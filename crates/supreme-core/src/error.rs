//! Error types for supreme-core.

use thiserror::Error;

/// Core error types.
#[derive(Debug, Error)]
pub enum CoreError {
    #[error("Invalid price: {0}")]
    InvalidPrice(String),

    #[error("Decimal parse error: {0}")]
    DecimalParse(#[from] rust_decimal::Error),

    #[error("Unexpected Cadence value: expected {expected}, got {actual}")]
    CadenceType { expected: String, actual: String },

    #[error("Missing Cadence field: {0}")]
    MissingField(String),

    #[error("Invalid configuration: {0}")]
    InvalidConfig(String),
}

/// Result type alias for core operations.
pub type Result<T> = std::result::Result<T, CoreError>;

*Required action:* For the entries above, please state how many lines contain the string "supreme"; give the number and nothing else.

*Task solution:* 2